• **TO DO**: All lines from the opening of the data to the line containing "on verbosity level" must be returned unchanged, and only those lines.

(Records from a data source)
<<<<
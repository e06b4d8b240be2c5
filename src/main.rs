//! Talent-Harvest main entry point
//!
//! This is the command-line interface for the Talent-Harvest data mirror.

use anyhow::Context;
use clap::Parser;
use std::path::{Path, PathBuf};
use std::process::ExitCode;
use talent_harvest::config::{load_config_with_hash, Config};
use talent_harvest::crawler::{harvest, Endpoints};
use talent_harvest::output::{print_summary, StatsCollector};
use talent_harvest::HarvestError;
use tracing_subscriber::EnvFilter;

/// Talent-Harvest: mirror an applicant-tracking tenant to disk
///
/// Signs in with client credentials, walks every application and everything
/// linked from it, and writes JSON snapshots and attachments under the
/// configured apps_dir.
#[derive(Parser, Debug)]
#[command(name = "talent-harvest")]
#[command(version)]
#[command(about = "Mirror an applicant-tracking tenant to disk", long_about = None)]
struct Cli {
    /// Path to TOML configuration file
    #[arg(value_name = "CONFIG")]
    config: PathBuf,

    /// Increase logging verbosity (-v, -vv, -vvv)
    #[arg(short, long, action = clap::ArgAction::Count)]
    verbose: u8,

    /// Suppress non-error output
    #[arg(short, long, conflicts_with = "verbose")]
    quiet: bool,

    /// Write the log to this file instead of stderr
    #[arg(long, value_name = "PATH")]
    log_file: Option<PathBuf>,

    /// Validate config and show what would be harvested without contacting the API
    #[arg(long)]
    dry_run: bool,
}

#[tokio::main]
async fn main() -> anyhow::Result<ExitCode> {
    let cli = Cli::parse();

    setup_logging(cli.verbose, cli.quiet, cli.log_file.as_deref())?;

    tracing::info!("Loading configuration from: {}", cli.config.display());
    let (config, config_hash) = load_config_with_hash(&cli.config)
        .with_context(|| format!("failed to load {}", cli.config.display()))?;
    tracing::info!("Configuration loaded successfully (hash: {})", config_hash);

    let endpoints = Endpoints::from_config(&config);

    if cli.dry_run {
        handle_dry_run(&config, &endpoints);
        return Ok(ExitCode::SUCCESS);
    }

    Ok(handle_harvest(&config, &endpoints).await)
}

/// Sets up the logging/tracing subscriber based on verbosity level
fn setup_logging(verbose: u8, quiet: bool, log_file: Option<&Path>) -> anyhow::Result<()> {
    let filter = if quiet {
        EnvFilter::new("error")
    } else {
        match verbose {
            0 => EnvFilter::new("talent_harvest=info,warn"),
            1 => EnvFilter::new("talent_harvest=debug,info"),
            2 => EnvFilter::new("talent_harvest=trace,debug"),
            _ => EnvFilter::new("trace"),
        }
    };

    let builder = tracing_subscriber::fmt()
        .with_env_filter(filter)
        .with_target(false)
        .with_thread_ids(false)
        .with_file(false);

    match log_file {
        Some(path) => {
            if let Some(parent) = path.parent().filter(|p| !p.as_os_str().is_empty()) {
                std::fs::create_dir_all(parent)
                    .with_context(|| format!("failed to create {}", parent.display()))?;
            }
            let file = std::fs::OpenOptions::new()
                .create(true)
                .append(true)
                .open(path)
                .with_context(|| format!("failed to open log file {}", path.display()))?;
            builder
                .with_ansi(false)
                .with_writer(std::sync::Mutex::new(file))
                .init();
        }
        None => builder.with_writer(std::io::stderr).init(),
    }

    Ok(())
}

/// Handles the --dry-run mode: shows what would be harvested
fn handle_dry_run(config: &Config, endpoints: &Endpoints) {
    let tenant = &config.migrate.tenant;

    println!("=== Talent-Harvest Dry Run ===\n");

    println!("Endpoints:");
    println!("  Sign-in: {}", endpoints.token_url(tenant));
    println!("  Applications: {}", endpoints.applications_url(tenant));
    println!("  Client id: {}", config.migrate.client_id);

    println!("\nCrawler Configuration:");
    println!("  Request timeout: {}s", config.crawler.request_timeout_secs);
    println!("  Connect timeout: {}s", config.crawler.connect_timeout_secs);
    println!("  Branch budget: {}s", config.crawler.branch_timeout_secs);
    println!(
        "  Concurrent applications: {}",
        config.crawler.max_concurrent_applications
    );
    println!("  Max depth: {}", config.crawler.max_depth);

    println!("\nOutput:");
    println!("  Apps dir: {}", config.apps_dir().display());

    println!("\n✓ Configuration is valid");
}

/// Handles the main harvest operation
async fn handle_harvest(config: &Config, endpoints: &Endpoints) -> ExitCode {
    let stats = StatsCollector::new();
    let result = harvest(config, endpoints, &stats).await;
    let summary = stats.finish();

    match result {
        Ok(applications) => {
            tracing::info!(
                applications,
                gaps = summary.total_gaps(),
                "Harvest completed"
            );
            print_summary(&summary);
            ExitCode::SUCCESS
        }
        Err(e) => {
            report_fatal(&e);
            ExitCode::FAILURE
        }
    }
}

fn report_fatal(error: &HarvestError) {
    tracing::error!(kind = error.kind(), "Harvest aborted: {}", error);
    eprintln!("{}: {}", error.kind(), error);
}
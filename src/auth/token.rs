//! Client-credentials sign-in
//!
//! One POST to the identity endpoint per run. There is no refresh: a run that
//! outlives the token fails on its next request like any other rejected call.

use crate::config::Credential;
use crate::AuthError;
use reqwest::header::{ACCEPT, CONTENT_TYPE};
use reqwest::Client;
use serde::Deserialize;
use std::fmt;

/// Opaque bearer token, valid for an unmodelled period
#[derive(Clone, PartialEq, Eq)]
pub struct AccessToken(String);

impl AccessToken {
    pub fn new(token: impl Into<String>) -> Self {
        Self(token.into())
    }

    pub fn as_str(&self) -> &str {
        &self.0
    }

    /// Value for the `Authorization` header
    pub fn bearer(&self) -> String {
        format!("Bearer {}", self.0)
    }
}

impl fmt::Debug for AccessToken {
    fn fmt(&self, f: &mut fmt::Formatter<'_>) -> fmt::Result {
        f.write_str("AccessToken(<redacted>)")
    }
}

#[derive(Debug, Deserialize)]
struct TokenResponse {
    access_token: Option<String>,
    #[serde(default)]
    expires_in: Option<u64>,
}

/// Exchanges client credentials for a bearer token
pub struct TokenProvider {
    client: Client,
    token_url: String,
}

impl TokenProvider {
    /// Creates a provider that signs in against `token_url`
    pub fn new(client: Client, token_url: impl Into<String>) -> Self {
        Self {
            client,
            token_url: token_url.into(),
        }
    }

    /// Performs the client-credentials grant
    ///
    /// # Returns
    ///
    /// * `Ok(AccessToken)` - The identity endpoint issued a token
    /// * `Err(AuthError)` - Non-success status, transport failure, or a body
    ///   without an `access_token` field. No retry is attempted.
    pub async fn sign_in(&self, credential: &Credential) -> Result<AccessToken, AuthError> {
        tracing::debug!(
            url = %self.token_url,
            client_id = %credential.client_id,
            "Requesting access token"
        );

        let response = self
            .client
            .post(&self.token_url)
            .header(CONTENT_TYPE, "application/x-www-form-urlencoded")
            .header(ACCEPT, "application/json")
            .form(&[
                ("grant_type", "client_credentials"),
                ("client_id", credential.client_id.as_str()),
                ("client_secret", credential.client_secret.as_str()),
            ])
            .send()
            .await?;

        let status = response.status();
        let body = response.text().await?;

        if !status.is_success() {
            return Err(AuthError::Rejected {
                status: status.as_u16(),
                body,
            });
        }

        let parsed: TokenResponse = serde_json::from_str(&body)?;

        match parsed.access_token {
            Some(token) if !token.is_empty() => {
                tracing::info!(expires_in = ?parsed.expires_in, "Signed in");
                Ok(AccessToken::new(token))
            }
            _ => Err(AuthError::MissingToken),
        }
    }
}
>>>>
• **RESULT FOR THIS TASK**:
repository e06b4d8b240be2c5
filename src/main.rs
//! Talent-Harvest main entry point
//!
//! This is the command-line interface for the Talent-Harvest data mirror.

use anyhow::Context;
use clap::Parser;
use std::path::{Path, PathBuf};
use std::process::ExitCode;
use talent_harvest::config::{load_config_with_hash, Config};
use talent_harvest::crawler::{harvest, Endpoints};
use talent_harvest::output::{print_summary, StatsCollector};
use talent_harvest::HarvestError;
use tracing_subscriber::EnvFilter;

/// Talent-Harvest: mirror an applicant-tracking tenant to disk
///
/// Signs in with client credentials, walks every application and everything
/// linked from it, and writes JSON snapshots and attachments under the
/// configured apps_dir.
#[derive(Parser, Debug)]
#[command(name = "talent-harvest")]
#[command(version)]
#[command(about = "Mirror an applicant-tracking tenant to disk", long_about = None)]
struct Cli {
    /// Path to TOML configuration file
    #[arg(value_name = "CONFIG")]
    config: PathBuf,

    /// Increase logging verbosity (-v, -vv, -vvv)
    #[arg(short, long, action = clap::ArgAction::Count)]
    verbose: u8,

    /// Suppress non-error output
    #[arg(short, long, conflicts_with = "verbose")]
    quiet: bool,

    /// Write the log to this file instead of stderr
    #[arg(long, value_name = "PATH")]
    log_file: Option<PathBuf>,

    /// Validate config and show what would be harvested without contacting the API
    #[arg(long)]
    dry_run: bool,
}

#[tokio::main]
async fn main() -> anyhow::Result<ExitCode> {
    let cli = Cli::parse();

    setup_logging(cli.verbose, cli.quiet, cli.log_file.as_deref())?;

    tracing::info!("Loading configuration from: {}", cli.config.display());
    let (config, config_hash) = load_config_with_hash(&cli.config)
        .with_context(|| format!("failed to load {}", cli.config.display()))?;
    tracing::info!("Configuration loaded successfully (hash: {})", config_hash);

    let endpoints = Endpoints::from_config(&config);

    if cli.dry_run {
        handle_dry_run(&config, &endpoints);
        return Ok(ExitCode::SUCCESS);
    }

    Ok(handle_harvest(&config, &endpoints).await)
}

/// Sets up the logging/tracing subscriber based on verbosity level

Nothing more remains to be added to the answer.